Finding the right attorney
My paralegal and I have reviewed, accepted (and occasionally declined) kernicterus cases in North Carolina, New Jersey, Minnesota, Virginia, Ohio, Kansas and Louisiana. What we have learned about preventing kernicterus is no more than what parents learn from the internet as soon as they get a diagnosis. Measure the bilirubin, start the lights on time, do an exchange if necessary. If these simple things aren't done, the child will need an attorney—one who understands hyperbilirubinemia, albumin (to which molecules of bilirubin bind so they can be excreted), hyperintensity of the globus pallidus (the hallmark MRI finding of kernicterus), choreoathetosis (different from spasticity caused by hypoxia) and auditory neuropathy; one who is familiar with the 1994 and 2004 American Academy of Pediatrics Practice Parameters for treating jaundice in the healthy term newborn and how to extrapolate from them for treating premature or sick infants, JCAHO's (Joint Commission for the Accreditation of Healthcare Organizations) 2001 Sentinel Event Alert on hyperbilirubinemia, and other literature on jaundice; one who knows the experts and can get the case reviewed; and one who can defeat the usual defenses that arise in any injured baby case, defenses based on the placental pathology or an alleged undetected prenatal infection, an inherited disorder or an unrecognized trauma in utero, intermittent compression of the umbilical cord or some other alternative cause of cerebral palsy (other than bilirubin toxicity).

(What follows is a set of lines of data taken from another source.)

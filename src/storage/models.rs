//! Storage record models for the persistence layer.
//!
//! These types are the on-disk representation of the registry. They carry the
//! bookkeeping fields the domain types leave out (soft-delete flag, creation
//! time) and convert into [`Package`] / [`Group`] when handed to callers.

use crate::domain::{Group, Package};
use serde::{Deserialize, Serialize};

/// A package row.
///
/// Rows are never removed by ordinary deletes; `deleted` hides them from every
/// listing until [`crate::storage::Storage::purge_deleted`] erases them.
#[derive(Debug, Clone, PartialEq, Eq, Serialize, Deserialize)]
pub struct PackageRecord {
    /// Store-assigned identifier.
    pub id: i64,

    /// Alias, unique among non-deleted rows.
    pub name: String,

    /// Normalized source location.
    pub url: String,

    /// Pinned version, `None` for latest.
    #[serde(default)]
    pub version: Option<String>,

    /// Number of successful installs.
    #[serde(default)]
    pub freq: u32,

    /// Unix timestamp of the last successful install, `None` if never installed.
    #[serde(default)]
    pub last_used: Option<i64>,

    /// Soft-delete marker.
    #[serde(default)]
    pub deleted: bool,

    /// Unix timestamp when the row was inserted.
    pub created_at: i64,
}

impl PackageRecord {
    /// Creates a fresh, never-installed row.
    ///
    /// ```
    /// use modstash::storage::PackageRecord;
    ///
    /// let record = PackageRecord::new(7, "foo", "github.com/acme/foo", None);
    /// assert_eq!(record.freq, 0);
    /// assert!(!record.deleted);
    /// ```
    pub fn new(
        id: i64,
        name: impl Into<String>,
        url: impl Into<String>,
        version: Option<String>,
    ) -> Self {
        Self {
            id,
            name: name.into(),
            url: url.into(),
            version,
            freq: 0,
            last_used: None,
            deleted: false,
            created_at: chrono::Utc::now().timestamp(),
        }
    }

    /// Converts the row into the domain type.
    #[must_use]
    pub fn to_package(&self) -> Package {
        Package {
            id: self.id,
            name: self.name.clone(),
            url: self.url.clone(),
            version: self.version.clone(),
            freq: self.freq,
            last_used: self.last_used,
        }
    }
}

/// A group row.
#[derive(Debug, Clone, PartialEq, Eq, Serialize, Deserialize)]
pub struct GroupRecord {
    pub id: i64,
    pub name: String,
    #[serde(default)]
    pub deleted: bool,
}

impl GroupRecord {
    /// Converts the row into the domain type.
    #[must_use]
    pub fn to_group(&self) -> Group {
        Group {
            id: self.id,
            name: self.name.clone(),
        }
    }
}

/// A group-to-package association.
///
/// Independent of either side's lifecycle: soft-deleting a package or a group
/// leaves the membership in place.
#[derive(Debug, Clone, Copy, PartialEq, Eq, Hash, Serialize, Deserialize)]
pub struct MembershipRecord {
    pub group_id: i64,
    pub package_id: i64,
}

/// Result row of an alias lookup.
#[derive(Debug, Clone, PartialEq, Eq)]
pub struct NameUrl {
    pub name: String,
    pub url: String,
}
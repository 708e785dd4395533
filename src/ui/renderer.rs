//! Top-level rendering coordinator.
//!
//! The renderer follows a two-step process:
//!
//! 1. **View Model Computation**: Transform `AppState` into `UIViewModel`
//! 2. **Component Rendering**: Delegate to the layout in [`components`]
//!
//! Output goes to any [`Write`] so frames can be captured in tests; the
//! session runtime passes a buffered stdout.
//!
//! # Example
//!
//! ```rust
//! use modstash::app::AppState;
//! use modstash::ui::{render, Theme};
//!
//! let state = AppState::new(Theme::default());
//! let mut frame = Vec::new();
//! render(&mut frame, &state, 24, 80)?;
//! assert!(String::from_utf8_lossy(&frame).contains("modstash"));
//! # Ok::<(), std::io::Error>(())
//! ```

use crate::app::AppState;
use crate::ui::components;
use std::io::{self, Write};

/// Renders one frame of the session UI.
///
/// Does not clear the screen; the caller owns terminal control.
///
/// # Errors
///
/// Propagates write failures from `out`.
pub fn render<W: Write>(out: &mut W, state: &AppState, rows: usize, cols: usize) -> io::Result<()> {
    let viewmodel = state.compute_viewmodel(rows, cols);
    components::render_layout(out, &viewmodel, &state.theme, rows, cols)
}
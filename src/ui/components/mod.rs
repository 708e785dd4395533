//! Composable UI component renderers.
//!
//! Each component renders one part of the screen at an explicit row and
//! returns the next free row, so the layout function reads top to bottom.
//!
//! # Components
//!
//! - [`header`]: Title and scope/sort subtitle
//! - [`search`]: Search input box
//! - [`table`]: Package and group lists
//! - [`empty`]: Empty state message
//! - [`overlay`]: Add form, group prompt, assign picker, install spinner
//! - [`footer`]: Status line and keybinding hints
//!
//! # Layout
//!
//! ```text
//! [blank line]
//! [Title]
//! [Subtitle]
//! [Border]
//! [Search Bar - 3 lines, optional]
//! [Column Headers]
//! [Rows or Empty State]
//! [Status]
//! [Border]
//! [Footer]
//! ```

mod empty;
mod footer;
mod header;
mod overlay;
mod search;
mod table;

use crate::ui::helpers::position_cursor;
use crate::ui::theme::Theme;
use crate::ui::viewmodel::{Body, UIViewModel};
use std::io::{self, Write};

use empty::render_empty_state;
use footer::{render_footer, render_status};
use header::render_header;
use overlay::render_overlay;
use search::render_search_bar;
use table::{render_group_headers, render_group_rows, render_package_headers, render_package_rows};

/// Renders a horizontal border line at `row`.
///
/// Returns the next available row position.
fn render_border<W: Write>(out: &mut W, row: usize, color: &str, cols: usize) -> io::Result<usize> {
    position_cursor(out, row, 1)?;
    write!(out, "{}{}{}", Theme::fg(color), "─".repeat(cols), Theme::reset())?;
    Ok(row + 1)
}

/// Renders a full frame for `vm` on a `rows` × `cols` screen.
///
/// Expects a cleared screen.
///
/// # Errors
///
/// Propagates write failures from `out`.
pub fn render_layout<W: Write>(
    out: &mut W,
    vm: &UIViewModel,
    theme: &Theme,
    rows: usize,
    cols: usize,
) -> io::Result<()> {
    let mut current_row = 2;

    current_row = render_header(out, current_row, &vm.header, theme, cols)?;
    current_row = render_border(out, current_row, &theme.colors.border, cols)?;
    if let Some(search) = &vm.search_bar {
        current_row = render_search_bar(out, current_row, search, theme, cols)?;
    }

    match &vm.body {
        Body::Packages(items) => {
            current_row = render_package_headers(out, current_row, theme)?;
            render_package_rows(out, current_row, items, theme, cols)?;
        }
        Body::Groups(items) => {
            current_row = render_group_headers(out, current_row, theme)?;
            render_group_rows(out, current_row, items, theme, 0, cols)?;
        }
        Body::Empty(empty) => {
            render_empty_state(out, current_row, empty, theme, cols)?;
        }
    }

    let footer_row = rows;
    let border_row = footer_row.saturating_sub(1);
    let status_row = border_row.saturating_sub(1);

    render_status(out, status_row, vm.status.as_ref(), theme, cols)?;
    render_border(out, border_row, &theme.colors.border, cols)?;
    render_footer(out, footer_row, &vm.footer, theme, cols)?;

    if let Some(overlay) = &vm.overlay {
        render_overlay(out, overlay, theme, rows, cols)?;
    }
    Ok(())
}
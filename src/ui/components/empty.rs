//! Empty state component renderer.
//!
//! Shown in place of the list when there is nothing to display: an empty
//! registry, an empty group, no groups, or a filter with no matches.

use crate::ui::helpers::{char_len, position_cursor};
use crate::ui::theme::Theme;
use crate::ui::viewmodel::EmptyState;
use std::io::{self, Write};

/// Renders the centered two-line message one row below `row`.
///
/// Returns the next available row position.
pub fn render_empty_state<W: Write>(
    out: &mut W,
    row: usize,
    empty: &EmptyState,
    theme: &Theme,
    cols: usize,
) -> io::Result<usize> {
    let msg_len = char_len(&empty.message);
    let msg_padding = cols.saturating_sub(msg_len) / 2;

    position_cursor(out, row + 1, 1)?;
    write!(
        out,
        "{}{}{}{}",
        Theme::fg(&theme.colors.empty_state_fg),
        " ".repeat(msg_padding),
        empty.message,
        Theme::reset()
    )?;

    let sub_len = char_len(&empty.subtitle);
    let sub_padding = cols.saturating_sub(sub_len) / 2;

    position_cursor(out, row + 2, 1)?;
    write!(
        out,
        "{}{}{}{}{}",
        Theme::dim(),
        Theme::fg(&theme.colors.text_dim),
        " ".repeat(sub_padding),
        empty.subtitle,
        Theme::reset()
    )?;

    Ok(row + 3)
}
//! Package and group domain models.
//!
//! A [`Package`] is an alias for a module source location (e.g.
//! `github.com/charmbracelet/log`) together with its pinned version and usage
//! statistics. A [`Group`] is a named bundle of packages that can be installed
//! together. This module also holds the pure helpers that shape user input into
//! stored values: [`normalize_url`] and [`derive_alias`].

use serde::{Deserialize, Serialize};

/// Number of seconds in one minute.
const SECONDS_PER_MINUTE: i64 = 60;

/// Number of seconds in one hour.
const SECONDS_PER_HOUR: i64 = 3600;

/// Number of seconds in one day.
const SECONDS_PER_DAY: i64 = 86400;

/// A stored module reference.
///
/// # Fields
///
/// - `id`: Storage identifier, assigned on insert and never reused
/// - `name`: Alias, unique among non-deleted packages
/// - `url`: Normalized source location (scheme stripped)
/// - `version`: Pinned version, `None` meaning "latest"
/// - `freq`: Number of successful installs
/// - `last_used`: Unix timestamp of the last successful install
///
/// Soft-delete state and bookkeeping timestamps live on the storage record
/// ([`crate::storage::PackageRecord`]); a `Package` handed out by the registry is
/// always a live row.
#[derive(Debug, Clone, PartialEq, Eq, Serialize, Deserialize)]
pub struct Package {
    pub id: i64,
    pub name: String,
    pub url: String,
    #[serde(default)]
    pub version: Option<String>,
    #[serde(default)]
    pub freq: u32,
    #[serde(default)]
    pub last_used: Option<i64>,
}

impl Package {
    /// Creates a package that has never been installed.
    ///
    /// ```
    /// use modstash::domain::Package;
    ///
    /// let pkg = Package::new(1, "log", "github.com/charmbracelet/log", None);
    /// assert_eq!(pkg.freq, 0);
    /// assert!(pkg.last_used.is_none());
    /// ```
    #[must_use]
    pub fn new(
        id: i64,
        name: impl Into<String>,
        url: impl Into<String>,
        version: Option<String>,
    ) -> Self {
        Self {
            id,
            name: name.into(),
            url: url.into(),
            version,
            freq: 0,
            last_used: None,
        }
    }

    /// Version label for display, `latest` when nothing is pinned.
    #[must_use]
    pub fn version_label(&self) -> &str {
        self.version.as_deref().unwrap_or("latest")
    }

    /// Returns a human-readable string describing when the package was last installed.
    ///
    /// - Never installed: "never"
    /// - Less than 1 minute: "just now"
    /// - Less than 1 hour: "Xm ago"
    /// - Less than 1 day: "Xh ago"
    /// - Otherwise: "Xd ago"
    ///
    /// ```
    /// use modstash::domain::Package;
    ///
    /// let mut pkg = Package::new(1, "log", "github.com/charmbracelet/log", None);
    /// assert_eq!(pkg.time_ago(), "never");
    ///
    /// pkg.last_used = Some(chrono::Utc::now().timestamp() - 300);
    /// assert_eq!(pkg.time_ago(), "5m ago");
    /// ```
    #[must_use]
    pub fn time_ago(&self) -> String {
        let Some(last_used) = self.last_used else {
            return "never".to_string();
        };
        let diff = chrono::Utc::now().timestamp() - last_used;

        if diff < SECONDS_PER_MINUTE {
            "just now".to_string()
        } else if diff < SECONDS_PER_HOUR {
            let mins = diff / SECONDS_PER_MINUTE;
            format!("{mins}m ago")
        } else if diff < SECONDS_PER_DAY {
            let hours = diff / SECONDS_PER_HOUR;
            format!("{hours}h ago")
        } else {
            let days = diff / SECONDS_PER_DAY;
            format!("{days}d ago")
        }
    }
}

/// A named bundle of packages.
#[derive(Debug, Clone, PartialEq, Eq, Serialize, Deserialize)]
pub struct Group {
    pub id: i64,
    pub name: String,
}

/// Ordering applied to package listings.
#[derive(Debug, Clone, Copy, Default, PartialEq, Eq)]
pub enum SortMode {
    /// Most recently installed first; never-installed packages last.
    #[default]
    LastUsed,
    /// Most frequently installed first.
    Frequency,
}

impl SortMode {
    /// Short label shown in the header and status line.
    #[must_use]
    pub const fn label(self) -> &'static str {
        match self {
            Self::LastUsed => "last used",
            Self::Frequency => "frequency",
        }
    }
}

/// Strips one leading `https://` or `http://` scheme.
///
/// Surrounding whitespace is removed as well. Already normalized input is
/// returned unchanged.
///
/// ```
/// use modstash::domain::normalize_url;
///
/// assert_eq!(normalize_url("https://github.com/acme/foo"), "github.com/acme/foo");
/// assert_eq!(normalize_url("http://example.com/x"), "example.com/x");
/// assert_eq!(normalize_url("github.com/acme/foo"), "github.com/acme/foo");
/// ```
#[must_use]
pub fn normalize_url(url: &str) -> String {
    let url = url.trim();
    url.strip_prefix("https://")
        .or_else(|| url.strip_prefix("http://"))
        .unwrap_or(url)
        .to_string()
}

/// Derives an alias from a normalized URL.
///
/// Takes the final path segment, skipping trailing major-version segments
/// (`v2`, `v10`, ...). Falls back to the whole URL when nothing usable is left.
///
/// ```
/// use modstash::domain::derive_alias;
///
/// assert_eq!(derive_alias("github.com/foo/bar/v2"), "bar");
/// assert_eq!(derive_alias("github.com/foo/bar"), "bar");
/// assert_eq!(derive_alias("example.com"), "example.com");
/// ```
#[must_use]
pub fn derive_alias(url: &str) -> String {
    let mut rest = url.trim_end_matches('/');

    loop {
        let name = last_segment(rest);
        if !is_major_version(name) {
            break;
        }
        rest = rest[..rest.len() - name.len()].trim_end_matches('/');
    }

    match last_segment(rest) {
        "" => url.to_string(),
        name => name.to_string(),
    }
}

/// Final `/`-separated segment of a path without trailing separators.
fn last_segment(path: &str) -> &str {
    path.rsplit('/').next().unwrap_or(path)
}

/// Matches `v` followed by one or more ASCII digits and nothing else.
fn is_major_version(segment: &str) -> bool {
    segment
        .strip_prefix('v')
        .is_some_and(|digits| !digits.is_empty() && digits.bytes().all(|b| b.is_ascii_digit()))
}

We're seeing more cases every day. A disorder that was controlled by exchange transfusion in the 1950s, eradicated in the 1960s and 70s after the advent of phototherapy, and began recurring again under managed care now threatens newborns in every hospital and every state. Some excellent doctors are doing all they can to prevent it and diagnose it when it hasn't been prevented. But everyone needs to do more. As lawyers we need to refer or associate with attorneys experienced in kernicterus cases or become experienced ourselves. We need to insist upon remedial measures as part of any confidential settlement. As community members we need to educate the general population that jaundice can become severe in any baby, and, when it does, it has to be treated as a medical emergency by a physician who understands that treatment must be based upon gestational age, hours of life, the total serum bilirubin level and the general health of the child. We need to push in our own communities for universal pre-discharge bilirubin testing. As parents, grandparents and family members we need to monitor the care of our babies and our friends' babies and be proactive with any nurse or doctor who dismisses jaundice as normal in a newborn. My goal as a lawyer who does kernicterus cases is to put myself out of business. Everyone can help.